1
$\begingroup$

I am working with graphs, let's say I have 4 nodes, named A, B, C, D, each node has to be connected a certain number of times to the other nodes.

A: 3, B: 3, C: 2, D: 2

This means that A and B are connected three times and C and D two times. All the possibles pairs generated are the following:

(A, B), (A, C), (A, D), (B, C), (B, D), (C, D)

Now I need to generate all combinations of 5 pairs where A and B appear three times and C and D two.

This is an example of an acceptable combination: (A, B), (A, C), (A, D), (B, C), (B, D)

Here the set fulfills this condition: A: 3, B: 3, C: 2, D: 2 With A and B appearing three times and C and D only two.

This is an example of an unacceptable combination: (A, B), (A, C), (A, D), (B, C), (C, D) Here the set doesn't fulfill this condition: A: 3, B: 3, C: 2, D: 2 With A and C appearing three times and B and D only two.

Anyone know how I could create an algorithm that gets me only the combinations of pairs that fulfill this condition?

$\endgroup$
2
  • $\begingroup$ Since you have just $4$ nodes you can just exhaustively check all $2^6 = 64$ subsets of $\{ (A, B), (A, C), (A, D), (B, C), (B, D), (C, D) \}$. $\endgroup$
    – Steven
    Mar 25, 2022 at 13:38
  • $\begingroup$ @Andreu Please do not update the question with answers. A question should be a question, especially when there is one or more answers. You can always post an answer if you want to. $\endgroup$
    – John L.
    Apr 21, 2022 at 12:52

2 Answers 2

2
$\begingroup$

Your problem is addressed in Kim, Toroczkai, Miklós, Erdős and Székely, On realizing all simple graphs with a given degree sequence.

$\endgroup$
0
0
$\begingroup$

Here is an algorithm I've coded myself that does what I asked:

import numpy as np
from itertools import chain, repeat, count, islice
from collections import Counter


def unique_combinations(iterable, r):

    def repeat_chain(values, counts):
        return chain.from_iterable(map(repeat, values, counts))
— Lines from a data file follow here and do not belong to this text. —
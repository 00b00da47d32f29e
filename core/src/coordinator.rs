// storekeep/src/coordinator.rs

//! Runs a unit of work inside one store transaction and owns the locking discipline.

use futures_util::future::BoxFuture;
use std::collections::{BTreeMap, BTreeSet};
use std::sync::Arc;
use tracing::{event, instrument, Level};
use uuid::Uuid;

use crate::error::EngineResult;
use crate::model::Product;
use crate::store::{Store, StoreTransaction};

#[derive(Clone)]
pub struct TransactionCoordinator {
  store: Arc<dyn Store>,
}

impl TransactionCoordinator {
  pub fn new(store: Arc<dyn Store>) -> Self {
    Self { store }
  }

  /// Opens a transaction, hands it to `work`, and commits when `work` returns `Ok`.
  ///
  /// Any `Err` from `work` rolls the transaction back before the error is returned. If the
  /// rollback itself fails, the original error is still the one returned.
  #[instrument(name = "TransactionCoordinator::with_transaction", skip(self, work), err(Display))]
  pub async fn with_transaction<T, F>(&self, operation: &'static str, work: F) -> EngineResult<T>
  where
    T: Send,
    F: for<'t> FnOnce(&'t mut dyn StoreTransaction) -> BoxFuture<'t, EngineResult<T>> + Send,
  {
    let mut tx = self.store.begin().await?;
    event!(Level::TRACE, "Transaction opened.");

    let outcome = work(&mut *tx).await;

    match outcome {
      Ok(value) => {
        tx.commit().await?;
        event!(Level::DEBUG, "Transaction committed.");
        Ok(value)
      }
      Err(e) => {
        if let Err(rollback_err) = tx.rollback().await {
          event!(Level::WARN, error = %rollback_err, "Rollback failed; transaction will be discarded.");
        } else {
          event!(Level::DEBUG, error = %e, "Transaction rolled back.");
        }
        Err(e)
      }
    }
  }
}

/// Exclusively locks the given product rows in ascending id order and returns the rows found.
///
/// Every transaction that touches more than one product goes through here so that all of
/// them acquire locks in the same global order.
pub async fn lock_rows_for_update(
  tx: &mut dyn StoreTransaction,
  product_ids: &BTreeSet<Uuid>,
) -> EngineResult<BTreeMap<Uuid, Product>> {
  let ordered: Vec<Uuid> = product_ids.iter().copied().collect();
  let rows = tx.lock_products_for_update(&ordered).await?;
  event!(Level::TRACE, requested = ordered.len(), found = rows.len(), "Product rows locked.");
  Ok(rows.into_iter().map(|p| (p.id, p)).collect())
}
    def unique_combinations_from_value_counts(values, counts, r):
        n = len(counts)
        indices = list(islice(repeat_chain(count(), counts), r))
        if len(indices) < r:
            return
        while True:
            yield tuple(values[i] for i in indices)
            for i, j in zip(reversed(range(r)), repeat_chain(reversed(range(n)), reversed(counts))):
                if indices[i] != j:
                    break
            else:
                return
            j = indices[i] + 1
            for i, j in zip(range(i, r), repeat_chain(count(j), counts[j:])):
                indices[i] = j

    values, counts = zip(*Counter(iterable).items())
    return unique_combinations_from_value_counts(values, counts, r)
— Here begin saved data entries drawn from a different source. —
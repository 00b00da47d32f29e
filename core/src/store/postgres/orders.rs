// storekeep/src/store/postgres/orders.rs

use sqlx::postgres::PgExecutor;
use sqlx::{PgConnection, PgPool};
use uuid::Uuid;

use super::map_sqlx_error;
use crate::error::StoreResult;
use crate::model::{BuyerId, Order, OrderItem, OrderStatus, PaymentStatus};

const ORDER_COLUMNS: &str =
  "id, order_number, buyer_id, status, payment_status, total_cents, idempotency_key, created_at, updated_at";

const ITEM_COLUMNS: &str = "id, order_id, product_id, seller_id, quantity, unit_price_cents";

pub(super) async fn fetch_order<'e, E: PgExecutor<'e>>(executor: E, order_id: Uuid) -> StoreResult<Option<Order>> {
  let sql = format!("SELECT {} FROM orders WHERE id = $1", ORDER_COLUMNS);
  sqlx::query_as::<_, Order>(&sql)
    .bind(order_id)
    .fetch_optional(executor)
    .await
    .map_err(|e| map_sqlx_error("fetch_order", e))
}

pub(super) async fn items_for<'e, E: PgExecutor<'e>>(executor: E, order_id: Uuid) -> StoreResult<Vec<OrderItem>> {
  let sql = format!(
    "SELECT {} FROM order_items WHERE order_id = $1 ORDER BY product_id",
    ITEM_COLUMNS
  );
  sqlx::query_as::<_, OrderItem>(&sql)
    .bind(order_id)
    .fetch_all(executor)
    .await
    .map_err(|e| map_sqlx_error("fetch_order_items", e))
}

pub(super) async fn lock_order(conn: &mut PgConnection, order_id: Uuid) -> StoreResult<Option<Order>> {
  let sql = format!("SELECT {} FROM orders WHERE id = $1 FOR UPDATE", ORDER_COLUMNS);
  sqlx::query_as::<_, Order>(&sql)
    .bind(order_id)
    .fetch_optional(conn)
    .await
    .map_err(|e| map_sqlx_error("lock_order_for_update", e))
}

pub(super) async fn find_by_idempotency_key(
  conn: &mut PgConnection,
  buyer_id: BuyerId,
  idempotency_key: &str,
) -> StoreResult<Option<Order>> {
  let sql = format!(
    "SELECT {} FROM orders WHERE buyer_id = $1 AND idempotency_key = $2",
    ORDER_COLUMNS
  );
  sqlx::query_as::<_, Order>(&sql)
    .bind(buyer_id)
    .bind(idempotency_key)
    .fetch_optional(conn)
    .await
    .map_err(|e| map_sqlx_error("find_order_by_idempotency_key", e))
}

pub(super) async fn insert_order(conn: &mut PgConnection, order: &Order) -> StoreResult<()> {
  sqlx::query(
    "INSERT INTO orders (id, order_number, buyer_id, status, payment_status, total_cents, idempotency_key, created_at, updated_at) \
     VALUES ($1, $2, $3, $4, $5, $6, $7, $8, $9)",
  )
  .bind(order.id)
  .bind(&order.order_number)
  .bind(order.buyer_id)
  .bind(order.status)
  .bind(order.payment_status)
  .bind(order.total_cents)
  .bind(order.idempotency_key.as_deref())
  .bind(order.created_at)
  .bind(order.updated_at)
  .execute(conn)
  .await
  .map_err(|e| map_sqlx_error("insert_order", e))?;
  Ok(())
}

pub(super) async fn insert_order_item(conn: &mut PgConnection, item: &OrderItem) -> StoreResult<()> {
  sqlx::query(
    "INSERT INTO order_items (id, order_id, product_id, seller_id, quantity, unit_price_cents) \
     VALUES ($1, $2, $3, $4, $5, $6)",
  )
  .bind(item.id)
  .bind(item.order_id)
  .bind(item.product_id)
  .bind(item.seller_id)
  .bind(item.quantity)
  .bind(item.unit_price_cents)
  .execute(conn)
  .await
  .map_err(|e| map_sqlx_error("insert_order_item", e))?;
  Ok(())
}

pub(super) async fn update_status(
  conn: &mut PgConnection,
  order_id: Uuid,
  status: OrderStatus,
  payment_status: PaymentStatus,
) -> StoreResult<()> {
  sqlx::query("UPDATE orders SET status = $2, payment_status = $3, updated_at = NOW() WHERE id = $1")
    .bind(order_id)
    .bind(status)
    .bind(payment_status)
    .execute(conn)
    .await
    .map_err(|e| map_sqlx_error("update_order_status", e))?;
  Ok(())
}

pub(super) async fn orders_for_buyer(pool: &PgPool, buyer_id: BuyerId) -> StoreResult<Vec<Order>> {
  let sql = format!(
    "SELECT {} FROM orders WHERE buyer_id = $1 ORDER BY created_at DESC",
    ORDER_COLUMNS
  );
  sqlx::query_as::<_, Order>(&sql)
    .bind(buyer_id)
    .fetch_all(pool)
    .await
    .map_err(|e| map_sqlx_error("orders_for_buyer", e))
}

pub(super) async fn has_prior_purchase_from_seller(
  pool: &PgPool,
  buyer_id: BuyerId,
  seller_id: Uuid,
  excluding_order: Uuid,
) -> StoreResult<bool> {
  let (exists,): (bool,) = sqlx::query_as(
    "SELECT EXISTS ( \
       SELECT 1 FROM order_items oi JOIN orders o ON o.id = oi.order_id \
       WHERE o.buyer_id = $1 AND oi.seller_id = $2 AND o.id <> $3 \
     )",
  )
  .bind(buyer_id)
  .bind(seller_id)
  .bind(excluding_order)
  .fetch_one(pool)
  .await
  .map_err(|e| map_sqlx_error("has_prior_purchase_from_seller", e))?;
  Ok(exists)
}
def havel_hakimi(deg_sequence, edge_list=[], i=0):

    node = deg_sequence.pop(0)
    a = []
    for j in range(len(deg_sequence)):
        if deg_sequence[j] <= 2:
            factor = deg_sequence[j]
        else:
            factor = 2
        a += factor * [(i, j+i+1)]

    i += 1
    for combination in unique_combinations(a, node):
        deg_sequence_copy = deg_sequence.copy()
        edge_list_copy = edge_list.copy()
        edge_list_copy += combination
        subtract_vertices_list = [item[1]-i for item in combination]

        for vertex in subtract_vertices_list:
            deg_sequence_copy[vertex] -= 1

        while deg_sequence_copy[-1] == 0 and len(deg_sequence_copy) > 1:
            deg_sequence_copy.pop(-1)

        if not all(v == 0 for v in deg_sequence_copy) and len(deg_sequence_copy) > 1:
            havel_hakimi(deg_sequence_copy, edge_list_copy,  i)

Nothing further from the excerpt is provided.